How? This piña colada (fresh pineapple juice, coconut milk, rum) is whipped with xanthan gum and then carbonated. As the carbon dioxide escapes and bubbles up, the xanthan gum bubbles with it and maintains its structure, so that you can actually see it rise higher in the glass. "If our servers don't pick it up quickly enough, it'll foam right over the edge of the glass."
Sofa Jockey Julep ($15)
"It looks so inviting, but this is not a drink for the timid," says Denton. It's based on the root beer liqueur Root, with Cherry Heering, Four Roses bourbon, and Ron Zacapa rum. On the top? Mint oil.

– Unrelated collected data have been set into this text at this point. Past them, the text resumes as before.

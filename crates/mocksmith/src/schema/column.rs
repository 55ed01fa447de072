//! Column definitions and the closed value-type vocabulary.

use std::fmt;
use std::str::FromStr;

use serde::{Deserialize, Serialize};

use crate::error::MocksmithError;

/// Semantic value type of a column.
///
/// Primitive kinds map to a single JSON scalar; structured kinds have a
/// fixed sub-field layout known at compile time (see [`ValueType::fields`]).
/// The vocabulary is closed: user-defined structured types do not exist.
#[derive(Debug, Clone, Copy, PartialEq, Eq, Hash, Serialize, Deserialize)]
#[serde(try_from = "String", into = "String")]
pub enum ValueType {
    /// Any string.
    Text,
    /// Any real number.
    Number,
    /// Integer-constrained number.
    Integer,
    /// Boolean value.
    Boolean,
    /// One of the literals listed in the column description.
    Enum,
    /// Person name: `{first, middle|null, last|null}`.
    FullName,
    /// Calendar date: `{year, month, day}`.
    Date,
    /// Wall-clock time: `{hour, minute, second}`.
    Time,
    /// Western-style address: `{country|null, zipCode|null, address}`.
    Address,
    /// Japanese address: `{zipCode, prefecture, municipality, others}`.
    AddressJp,
    /// Fixed two-value enumeration `male`/`female`.
    Gender,
}

/// Scalar kind of one sub-field of a structured value type.
#[derive(Debug, Clone, Copy, PartialEq, Eq)]
pub enum FieldKind {
    Str,
    NullableStr,
    Int,
}

/// One sub-field of a structured value type.
#[derive(Debug, Clone, Copy, PartialEq, Eq)]
pub struct FieldSpec {
    /// Wire name of the sub-field in the model's JSON output.
    pub name: &'static str,
    /// Suffix appended to the column key in split (flattened) mode.
    pub suffix: &'static str,
    pub kind: FieldKind,
}

const fn field(name: &'static str, suffix: &'static str, kind: FieldKind) -> FieldSpec {
    FieldSpec { name, suffix, kind }
}

const FULLNAME_FIELDS: &[FieldSpec] = &[
    field("first", "first", FieldKind::Str),
    field("middle", "middle", FieldKind::NullableStr),
    field("last", "last", FieldKind::NullableStr),
];

const DATE_FIELDS: &[FieldSpec] = &[
    field("year", "year", FieldKind::Int),
    field("month", "month", FieldKind::Int),
    field("day", "day", FieldKind::Int),
];

const TIME_FIELDS: &[FieldSpec] = &[
    field("hour", "hour", FieldKind::Int),
    field("minute", "minute", FieldKind::Int),
    field("second", "second", FieldKind::Int),
];

const ADDRESS_FIELDS: &[FieldSpec] = &[
    field("country", "country", FieldKind::NullableStr),
    field("zipCode", "zip", FieldKind::NullableStr),
    field("address", "detail", FieldKind::Str),
];

const ADDRESS_JP_FIELDS: &[FieldSpec] = &[
    field("zipCode", "zip", FieldKind::Str),
    field("prefecture", "pref", FieldKind::Str),
    field("municipality", "muni", FieldKind::Str),
    field("others", "other", FieldKind::Str),
];

impl ValueType {
    /// Sub-field layout for structured kinds, `None` for scalar kinds.
    pub fn fields(&self) -> Option<&'static [FieldSpec]> {
        match self {
            ValueType::FullName => Some(FULLNAME_FIELDS),
            ValueType::Date => Some(DATE_FIELDS),
            ValueType::Time => Some(TIME_FIELDS),
            ValueType::Address => Some(ADDRESS_FIELDS),
            ValueType::AddressJp => Some(ADDRESS_JP_FIELDS),
            ValueType::Text
            | ValueType::Number
            | ValueType::Integer
            | ValueType::Boolean
            | ValueType::Enum
            | ValueType::Gender => None,
        }
    }

    /// Number of cells this type occupies in split (flattened) mode.
    pub fn cell_count(&self) -> usize {
        self.fields().map_or(1, <[FieldSpec]>::len)
    }

    /// Wire name of the type, as used in UI-supplied column JSON.
    pub fn as_str(&self) -> &'static str {
        match self {
            ValueType::Text => "text",
            ValueType::Number => "number",
            ValueType::Integer => "integer",
            ValueType::Boolean => "boolean",
            ValueType::Enum => "enum",
            ValueType::FullName => "fullname",
            ValueType::Date => "date",
            ValueType::Time => "time",
            ValueType::Address => "address",
            ValueType::AddressJp => "address_jp",
            ValueType::Gender => "gender",
        }
    }

    /// All members of the vocabulary, in declaration order.
    pub fn all() -> &'static [ValueType] {
        &[
            ValueType::Text,
            ValueType::Number,
            ValueType::Integer,
            ValueType::Boolean,
            ValueType::Enum,
            ValueType::FullName,
            ValueType::Date,
            ValueType::Time,
            ValueType::Address,
            ValueType::AddressJp,
            ValueType::Gender,
        ]
    }
}

impl FromStr for ValueType {
    type Err = MocksmithError;

    fn from_str(s: &str) -> Result<Self, Self::Err> {
        match s {
            "text" => Ok(ValueType::Text),
            "number" => Ok(ValueType::Number),
            "integer" => Ok(ValueType::Integer),
            "boolean" => Ok(ValueType::Boolean),
            "enum" => Ok(ValueType::Enum),
            "fullname" => Ok(ValueType::FullName),
            "date" => Ok(ValueType::Date),
            "time" => Ok(ValueType::Time),
            "address" => Ok(ValueType::Address),
            "address_jp" => Ok(ValueType::AddressJp),
            "gender" => Ok(ValueType::Gender),
            other => Err(MocksmithError::UnknownType {
                type_name: other.to_string(),
            }),
        }
    }
}

impl TryFrom<String> for ValueType {
    type Error = MocksmithError;

    fn try_from(s: String) -> Result<Self, Self::Error> {
        s.parse()
    }
}

impl From<ValueType> for String {
    fn from(t: ValueType) -> Self {
        t.as_str().to_string()
    }
}

impl fmt::Display for ValueType {
    fn fmt(&self, f: &mut fmt::Formatter<'_>) -> fmt::Result {
        f.write_str(self.as_str())
    }
}

/// One output field the remote model must populate.
///
/// Constructed from user-edited schema state; immutable for the duration of
/// one generation request.
#[derive(Debug, Clone, Serialize, Deserialize)]
pub struct ColumnDefinition {
    /// Column key, unique within one schema.
    pub key: String,
    /// Semantic value type.
    #[serde(rename = "type")]
    pub value_type: ValueType,
    /// Render structured values as one cell per sub-field.
    #[serde(default)]
    pub split: bool,
    /// Free-text hint for the model. For `enum` columns this carries the
    /// comma-separated list of allowed literals.
    #[serde(default, skip_serializing_if = "Option::is_none")]
    pub description: Option<String>,
    /// When false, the model may emit null for this column.
    #[serde(default)]
    pub required: bool,
}

impl ColumnDefinition {
    /// Create a required column with no description.
    pub fn new(key: impl Into<String>, value_type: ValueType) -> Self {
        Self {
            key: key.into(),
            value_type,
            split: false,
            description: None,
            required: true,
        }
    }

    /// Attach a description hint.
    pub fn with_description(mut self, description: impl Into<String>) -> Self {
        self.description = Some(description.into());
        self
    }

    /// Mark the column as optional (model may emit null).
    pub fn optional(mut self) -> Self {
        self.required = false;
        self
    }

    /// Render structured values as one cell per sub-field.
    pub fn with_split(mut self) -> Self {
        self.split = true;
        self
    }

    /// Header cells for this column: the key itself, or key + sub-field
    /// suffixes when `split` is set on a structured type.
    pub fn header_cells(&self) -> Vec<String> {
        match (self.split, self.value_type.fields()) {
            (true, Some(fields)) => fields
                .iter()
                .map(|f| format!("{}_{}", self.key, f.suffix))
                .collect(),
            _ => vec![self.key.clone()],
        }
    }
}

#[cfg(test)]
mod tests {
    use super::*;

    #[test]
    fn test_value_type_round_trip() {
        for vt in ValueType::all() {
            let parsed: ValueType = vt.as_str().parse().unwrap();
            assert_eq!(parsed, *vt);
        }
    }

    #[test]
    fn test_unknown_type_rejected() {
        let err = "bogus".parse::<ValueType>().unwrap_err();
        assert!(matches!(
            err,
            MocksmithError::UnknownType { ref type_name } if type_name == "bogus"
        ));
    }

    #[test]
    fn test_unknown_type_rejected_in_json() {
        let json = r#"{"key": "x", "type": "bogus"}"#;
        assert!(serde_json::from_str::<ColumnDefinition>(json).is_err());
    }

    #[test]
    fn test_cell_counts() {
        assert_eq!(ValueType::Text.cell_count(), 1);
        assert_eq!(ValueType::FullName.cell_count(), 3);
        assert_eq!(ValueType::Date.cell_count(), 3);
        assert_eq!(ValueType::Time.cell_count(), 3);
        assert_eq!(ValueType::Address.cell_count(), 3);
        assert_eq!(ValueType::AddressJp.cell_count(), 4);
    }

    #[test]
    fn test_header_cells_split() {
        let col = ColumnDefinition::new("name", ValueType::FullName).with_split();
        assert_eq!(col.header_cells(), ["name_first", "name_middle", "name_last"]);

        let col = ColumnDefinition::new("addr", ValueType::AddressJp).with_split();
        assert_eq!(
            col.header_cells(),
            ["addr_zip", "addr_pref", "addr_muni", "addr_other"]
        );
    }

    #[test]
    fn test_header_cells_split_ignored_for_scalar() {
        let col = ColumnDefinition::new("age", ValueType::Integer).with_split();
        assert_eq!(col.header_cells(), ["age"]);
    }
}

"Chef and I had a debate about mint in drinks," says Denton. "He thinks people pull it out, or push it to the bottom. I think they leave it in, for the aroma. But Chef said 'Who the hell does that?'" The compromise: a mint oil for aromatics and flavor. "A frosty julep—who doesn't like that?"
Oliver Clothesoff ($16)
"On Thursday, Friday, or Saturday nights, just about everyone wants a dirty martini, no matter what you do. So if you can't beat 'em, join 'em." Denton's version starts with an olive-steeped spirit—Spanish olives for the vodka, Kalamata for the gin; before the olives are used, they're blanched "five or six times" to get the salt out. It's then blended with the spirit, and the solids are centrifuged out, to clarify the liquid.
On top floats a pimenton-oil disc, what Denton calls a "two-dimensional snack". The best part? Use a straw to drag that blob around the top of your drink, and it'll cling and move like a lava lamp. If you're a straw-fiddler or label-shredder (as I am), this sort of thing can keep you entertained for awhile.